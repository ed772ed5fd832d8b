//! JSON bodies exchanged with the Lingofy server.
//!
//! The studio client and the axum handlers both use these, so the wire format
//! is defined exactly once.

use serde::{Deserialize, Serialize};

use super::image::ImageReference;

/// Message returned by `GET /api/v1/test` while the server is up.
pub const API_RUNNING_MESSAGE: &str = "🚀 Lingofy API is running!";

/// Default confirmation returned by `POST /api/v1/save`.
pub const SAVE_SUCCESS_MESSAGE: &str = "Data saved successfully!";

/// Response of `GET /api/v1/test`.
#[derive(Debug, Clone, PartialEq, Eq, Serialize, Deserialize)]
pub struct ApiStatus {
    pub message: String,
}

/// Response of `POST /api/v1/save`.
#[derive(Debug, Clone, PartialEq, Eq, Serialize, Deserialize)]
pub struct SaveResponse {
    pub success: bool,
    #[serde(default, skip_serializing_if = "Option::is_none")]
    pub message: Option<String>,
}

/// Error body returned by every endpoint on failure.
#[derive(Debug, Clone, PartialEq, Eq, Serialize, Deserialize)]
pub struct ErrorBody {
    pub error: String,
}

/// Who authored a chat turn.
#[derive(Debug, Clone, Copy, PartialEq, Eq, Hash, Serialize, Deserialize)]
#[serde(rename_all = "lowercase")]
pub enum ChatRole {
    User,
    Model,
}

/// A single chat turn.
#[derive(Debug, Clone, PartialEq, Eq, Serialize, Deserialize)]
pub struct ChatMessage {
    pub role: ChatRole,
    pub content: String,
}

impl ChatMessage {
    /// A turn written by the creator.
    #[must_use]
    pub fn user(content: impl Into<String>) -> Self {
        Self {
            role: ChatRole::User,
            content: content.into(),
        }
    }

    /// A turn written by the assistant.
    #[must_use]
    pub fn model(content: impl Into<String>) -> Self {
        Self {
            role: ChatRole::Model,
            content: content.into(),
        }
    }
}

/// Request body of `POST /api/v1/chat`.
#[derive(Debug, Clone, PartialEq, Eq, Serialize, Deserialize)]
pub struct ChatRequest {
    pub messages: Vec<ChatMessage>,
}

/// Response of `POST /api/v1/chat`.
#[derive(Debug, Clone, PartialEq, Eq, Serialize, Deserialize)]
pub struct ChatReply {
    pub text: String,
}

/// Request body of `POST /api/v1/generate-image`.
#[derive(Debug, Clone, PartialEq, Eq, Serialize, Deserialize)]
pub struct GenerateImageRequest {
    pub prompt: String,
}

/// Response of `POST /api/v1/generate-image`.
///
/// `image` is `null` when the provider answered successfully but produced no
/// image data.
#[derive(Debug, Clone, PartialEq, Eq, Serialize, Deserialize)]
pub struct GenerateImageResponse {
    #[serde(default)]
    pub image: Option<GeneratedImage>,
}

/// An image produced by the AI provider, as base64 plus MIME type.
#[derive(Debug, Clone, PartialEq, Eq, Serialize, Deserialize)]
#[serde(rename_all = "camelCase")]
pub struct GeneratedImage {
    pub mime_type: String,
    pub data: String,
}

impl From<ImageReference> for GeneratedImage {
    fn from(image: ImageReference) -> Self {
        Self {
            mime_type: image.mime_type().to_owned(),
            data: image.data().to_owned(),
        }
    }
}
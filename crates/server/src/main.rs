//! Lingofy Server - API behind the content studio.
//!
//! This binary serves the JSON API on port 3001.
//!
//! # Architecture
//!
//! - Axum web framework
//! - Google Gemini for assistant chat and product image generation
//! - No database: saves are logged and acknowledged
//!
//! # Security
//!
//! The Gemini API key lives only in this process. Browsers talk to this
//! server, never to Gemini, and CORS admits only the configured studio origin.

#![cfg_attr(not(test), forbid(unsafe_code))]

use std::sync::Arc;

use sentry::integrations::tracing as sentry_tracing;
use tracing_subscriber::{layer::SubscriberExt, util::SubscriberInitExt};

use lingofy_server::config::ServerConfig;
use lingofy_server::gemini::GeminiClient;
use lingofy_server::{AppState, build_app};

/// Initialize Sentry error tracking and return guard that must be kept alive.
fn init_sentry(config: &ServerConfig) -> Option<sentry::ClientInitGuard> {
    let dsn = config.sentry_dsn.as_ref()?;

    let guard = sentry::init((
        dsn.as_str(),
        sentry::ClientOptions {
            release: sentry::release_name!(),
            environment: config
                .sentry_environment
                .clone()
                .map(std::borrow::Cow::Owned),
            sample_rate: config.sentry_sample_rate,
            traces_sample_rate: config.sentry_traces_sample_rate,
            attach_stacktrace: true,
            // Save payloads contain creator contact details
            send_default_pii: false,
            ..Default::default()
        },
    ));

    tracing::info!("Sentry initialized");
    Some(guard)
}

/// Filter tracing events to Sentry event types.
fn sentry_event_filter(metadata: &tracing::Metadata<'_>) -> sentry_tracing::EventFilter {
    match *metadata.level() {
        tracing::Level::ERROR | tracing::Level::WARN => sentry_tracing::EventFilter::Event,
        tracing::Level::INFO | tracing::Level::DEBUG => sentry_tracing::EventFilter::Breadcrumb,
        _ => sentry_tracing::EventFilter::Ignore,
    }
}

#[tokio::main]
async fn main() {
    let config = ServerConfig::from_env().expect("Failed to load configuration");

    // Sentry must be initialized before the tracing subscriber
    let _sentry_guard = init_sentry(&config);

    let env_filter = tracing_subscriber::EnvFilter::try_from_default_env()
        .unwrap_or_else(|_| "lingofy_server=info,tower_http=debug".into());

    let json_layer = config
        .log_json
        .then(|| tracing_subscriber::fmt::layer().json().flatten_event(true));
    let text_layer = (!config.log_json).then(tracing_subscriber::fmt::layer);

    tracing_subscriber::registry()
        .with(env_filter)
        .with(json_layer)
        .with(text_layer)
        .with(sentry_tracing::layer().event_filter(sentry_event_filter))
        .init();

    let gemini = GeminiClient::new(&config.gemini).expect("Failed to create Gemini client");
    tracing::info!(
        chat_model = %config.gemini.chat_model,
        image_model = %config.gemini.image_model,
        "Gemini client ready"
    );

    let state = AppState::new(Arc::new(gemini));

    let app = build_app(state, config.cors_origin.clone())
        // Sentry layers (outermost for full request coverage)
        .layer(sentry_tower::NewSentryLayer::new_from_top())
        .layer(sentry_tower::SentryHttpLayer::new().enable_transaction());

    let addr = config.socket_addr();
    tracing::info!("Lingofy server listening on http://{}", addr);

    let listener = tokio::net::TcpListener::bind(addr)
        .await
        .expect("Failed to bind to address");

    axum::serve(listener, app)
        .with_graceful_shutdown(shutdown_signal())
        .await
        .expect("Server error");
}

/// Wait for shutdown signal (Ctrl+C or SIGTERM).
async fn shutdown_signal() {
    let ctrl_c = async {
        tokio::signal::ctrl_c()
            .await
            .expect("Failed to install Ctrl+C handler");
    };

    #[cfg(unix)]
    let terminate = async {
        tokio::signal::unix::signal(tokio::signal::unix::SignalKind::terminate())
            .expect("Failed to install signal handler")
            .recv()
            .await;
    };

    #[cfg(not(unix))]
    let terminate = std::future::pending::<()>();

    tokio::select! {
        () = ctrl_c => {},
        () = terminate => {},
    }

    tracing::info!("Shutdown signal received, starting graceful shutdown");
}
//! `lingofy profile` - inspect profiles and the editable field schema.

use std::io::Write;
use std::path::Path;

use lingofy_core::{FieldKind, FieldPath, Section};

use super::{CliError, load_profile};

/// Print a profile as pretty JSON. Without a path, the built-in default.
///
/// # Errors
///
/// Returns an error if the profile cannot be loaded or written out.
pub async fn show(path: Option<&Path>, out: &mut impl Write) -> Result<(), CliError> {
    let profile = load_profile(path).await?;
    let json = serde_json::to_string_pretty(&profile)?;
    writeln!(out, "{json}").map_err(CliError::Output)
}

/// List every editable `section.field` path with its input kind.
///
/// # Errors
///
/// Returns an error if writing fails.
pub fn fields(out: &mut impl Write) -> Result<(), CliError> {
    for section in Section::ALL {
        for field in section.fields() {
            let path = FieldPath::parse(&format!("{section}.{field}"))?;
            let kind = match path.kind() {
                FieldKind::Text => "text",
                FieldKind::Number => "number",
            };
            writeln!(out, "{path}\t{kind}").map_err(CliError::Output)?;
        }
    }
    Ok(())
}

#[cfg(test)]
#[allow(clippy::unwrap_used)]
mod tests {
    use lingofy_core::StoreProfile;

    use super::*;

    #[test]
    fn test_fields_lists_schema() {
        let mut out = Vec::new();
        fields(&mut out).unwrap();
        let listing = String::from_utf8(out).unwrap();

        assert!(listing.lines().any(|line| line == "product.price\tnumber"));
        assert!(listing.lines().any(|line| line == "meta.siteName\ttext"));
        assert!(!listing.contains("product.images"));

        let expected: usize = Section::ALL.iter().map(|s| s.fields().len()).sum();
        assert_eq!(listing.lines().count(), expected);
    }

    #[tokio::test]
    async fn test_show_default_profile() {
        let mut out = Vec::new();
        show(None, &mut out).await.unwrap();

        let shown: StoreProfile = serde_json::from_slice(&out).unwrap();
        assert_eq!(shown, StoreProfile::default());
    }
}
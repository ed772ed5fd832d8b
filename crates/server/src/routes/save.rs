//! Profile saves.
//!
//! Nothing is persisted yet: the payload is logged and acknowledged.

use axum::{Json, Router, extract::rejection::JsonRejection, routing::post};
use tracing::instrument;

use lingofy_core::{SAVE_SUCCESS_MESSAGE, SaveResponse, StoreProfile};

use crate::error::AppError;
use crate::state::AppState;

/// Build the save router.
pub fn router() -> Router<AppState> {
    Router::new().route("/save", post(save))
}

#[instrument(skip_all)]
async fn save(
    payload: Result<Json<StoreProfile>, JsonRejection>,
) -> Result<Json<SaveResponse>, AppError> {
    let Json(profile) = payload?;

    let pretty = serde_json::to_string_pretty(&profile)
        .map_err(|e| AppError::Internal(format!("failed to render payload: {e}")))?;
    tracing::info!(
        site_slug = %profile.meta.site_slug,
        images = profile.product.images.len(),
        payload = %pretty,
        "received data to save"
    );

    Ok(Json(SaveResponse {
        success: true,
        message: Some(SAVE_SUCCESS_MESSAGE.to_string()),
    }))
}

::::::::::

**GOAL OF THE EXERCISE:**
An exact restatement of the lines from the one with "let pretty = serde_json::to_string_pretty(&profile)" through the last line of the data is the only acceptable answer.

**ANSWER SPACE:**
    let pretty = serde_json::to_string_pretty(&profile)
        .map_err(|e| AppError::Internal(format!("failed to render payload: {e}")))?;
    tracing::info!(
        site_slug = %profile.meta.site_slug,
        images = profile.product.images.len(),
        payload = %pretty,
        "received data to save"
    );

    Ok(Json(SaveResponse {
        success: true,
        message: Some(SAVE_SUCCESS_MESSAGE.to_string()),
    }))
}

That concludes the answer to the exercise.